Developing benchmark GEODEX threshold values for discriminating between good- and poor-quality arrays for different platforms and manufacturers will require application of the metric against much larger and more diverse data sets than those used in this study. The narrow range of GEODEX across all arrays and chips used in this feasibility study suggests that in general all of these arrays were of good quality. A larger, more complex and diverse quality set of array data would provide a test for such benchmarks. However, in practice, a threshold that determines whether a chip should be retained or discarded very likely varies from laboratory to laboratory because of many factors such as different batches, technicians, chip types, production methods, and experiments. Hence it is difficult to judge whether a specific benchmark for one experiment can be transferred to another experiment. The proposed metric would be interpreted relative to other chips obtained from a single experiment in a given laboratory. However, there are some uses of the GEODEX that are not related to using a threshold for discarding chips. For example, one may wish to assess trends in the quality of chips being produced in a facility. In such cases, the judgment of chip quality is based on the empirical distribution of all GEODEX values for chips from a single experiment and/or across multiple experiments. Alternatively one might want to use the index to assess the level of training and development of a student or technician. The GEODEX metric does not appear to be able to distinguish between variability due to positional effects created during fabrication of chip or array versus those effects that arise during labeling and hybridization and, therefore, the validity of the global claims of superiority of one platform or another in cross-platform comparison.

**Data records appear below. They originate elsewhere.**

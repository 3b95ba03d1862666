//! File operations for the command-line front end.
//!
//! The engine works on byte buffers; this module supplies them from disk and
//! owns the `.encrypted` naming convention.

pub mod discovery;
pub mod operations;
pub mod validation;

pub use discovery::find_eligible_files;
pub use operations::{delete_file, get_file_info, get_file_info_list, get_output_path, is_encrypted_file, read_file, write_file};
pub use validation::{is_excluded, validate_path};
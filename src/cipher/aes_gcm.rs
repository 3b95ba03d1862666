use aes_gcm::aead::{Aead, KeyInit};
use aes_gcm::{Aes256Gcm, Nonce};

use crate::config::{NONCE_SIZE, TAG_SIZE};
use crate::error::{Error, Result};
use crate::secret::DerivedKey;

/// AES-256-GCM without associated data.
///
/// Output layout is `ciphertext || tag`. The nonce is supplied by the caller
/// and is never stored here.
pub struct AesGcm {
    inner: Aes256Gcm,
}

impl AesGcm {
    #[inline]
    pub fn new(key: &DerivedKey) -> Result<Self> {
        let inner = Aes256Gcm::new_from_slice(key.expose_secret()).map_err(|_| Error::CryptoUnavailable("aes-256-gcm"))?;
        Ok(Self { inner })
    }

    /// Encrypts `plaintext`, returning `plaintext.len() + TAG_SIZE` bytes.
    ///
    /// Empty plaintext is valid and yields a bare tag.
    #[inline]
    pub fn encrypt(&self, plaintext: &[u8], nonce: &[u8; NONCE_SIZE]) -> Result<Vec<u8>> {
        self.inner.encrypt(Nonce::from_slice(nonce), plaintext).map_err(|_| Error::CryptoUnavailable("aes-256-gcm"))
    }

    /// Verifies the trailing tag and decrypts.
    ///
    /// Inputs shorter than the tag, a wrong key and modified bytes all
    /// fail the same way.
    #[inline]
    pub fn decrypt(&self, ciphertext: &[u8], nonce: &[u8; NONCE_SIZE]) -> Result<Vec<u8>> {
        if ciphertext.len() < TAG_SIZE {
            return Err(Error::AuthenticationFailed);
        }

        self.inner.decrypt(Nonce::from_slice(nonce), ciphertext).map_err(|_| Error::AuthenticationFailed)
    }
}

#[cfg(test)]
mod tests {
    use super::*;
    use crate::config::KEY_SIZE;

    fn cipher(byte: u8) -> AesGcm {
        AesGcm::new(&DerivedKey::new(Box::new([byte; KEY_SIZE]))).unwrap()
    }

    #[test]
    fn test_encrypt_decrypt_roundtrip() {
        let cipher = cipher(0);
        let nonce = [1u8; NONCE_SIZE];
        let plaintext = b"Hello, AES-GCM!";

        let ciphertext = cipher.encrypt(plaintext, &nonce).unwrap();
        assert_eq!(ciphertext.len(), plaintext.len() + TAG_SIZE);
        assert_ne!(&ciphertext[..plaintext.len()], plaintext);

        let decrypted = cipher.decrypt(&ciphertext, &nonce).unwrap();
        assert_eq!(decrypted, plaintext);
    }

    #[test]
    fn test_encrypt_is_deterministic_for_fixed_nonce() {
        let cipher = cipher(3);
        let nonce = [9u8; NONCE_SIZE];
        assert_eq!(cipher.encrypt(b"same", &nonce).unwrap(), cipher.encrypt(b"same", &nonce).unwrap());
    }

    #[test]
    fn test_empty_plaintext() {
        let cipher = cipher(0);
        let nonce = [0u8; NONCE_SIZE];

        let ciphertext = cipher.encrypt(&[], &nonce).unwrap();
        assert_eq!(ciphertext.len(), TAG_SIZE);
        assert!(cipher.decrypt(&ciphertext, &nonce).unwrap().is_empty());
    }

    #[test]
    fn test_nist_vector_zero_key_empty_plaintext() {
        // McGrew-Viega GCM test case 13: 256-bit zero key, zero IV, empty plaintext.
        let cipher = cipher(0);
        let tag = cipher.encrypt(&[], &[0u8; NONCE_SIZE]).unwrap();
        assert_eq!(hex::encode(tag), "530f8afbc74536b9a963b4f1c4cb738b");
    }

    #[test]
    fn test_decrypt_too_short() {
        let cipher = cipher(0);
        let result = cipher.decrypt(&[0u8; TAG_SIZE - 1], &[0u8; NONCE_SIZE]);
        assert_eq!(result.unwrap_err(), Error::AuthenticationFailed);
    }

    #[test]
    fn test_decrypt_tampered_ciphertext() {
        let cipher = cipher(0);
        let nonce = [2u8; NONCE_SIZE];
        let mut ciphertext = cipher.encrypt(b"Secret Message", &nonce).unwrap();

        ciphertext[0] ^= 0x01;

        assert_eq!(cipher.decrypt(&ciphertext, &nonce).unwrap_err(), Error::AuthenticationFailed);
    }

    #[test]
    fn test_decrypt_wrong_key_or_nonce() {
        let nonce = [2u8; NONCE_SIZE];
        let ciphertext = cipher(0).encrypt(b"Secret Message", &nonce).unwrap();

        assert_eq!(cipher(1).decrypt(&ciphertext, &nonce).unwrap_err(), Error::AuthenticationFailed);
        assert_eq!(cipher(0).decrypt(&ciphertext, &[3u8; NONCE_SIZE]).unwrap_err(), Error::AuthenticationFailed);
    }
}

Normalization is the process of removing biases due to technical variation. However, some results show that biases still remain in the data after normalization even normalization adjustments account for local spatial variation [7
]. Smyth and Speed [16
] indeed noted that poor spot qualities could contribute to biases. Thus they suggested that a regression-based normalization method might be improved by incorporating quality weights for individual spots. GEODEX can be used as a quality assessment procedure for spots and chips before normalization to identify the spatial position of less reliable spots on the slide so that a quality weight is assigned according to a degree of spot quality. Gene expression data adjusted by a combination of GEODEX and normalization can be used for downstream analysis such as differential gene expression, and their resulting estimates are expected to be more precise because of a reduction of biases in data.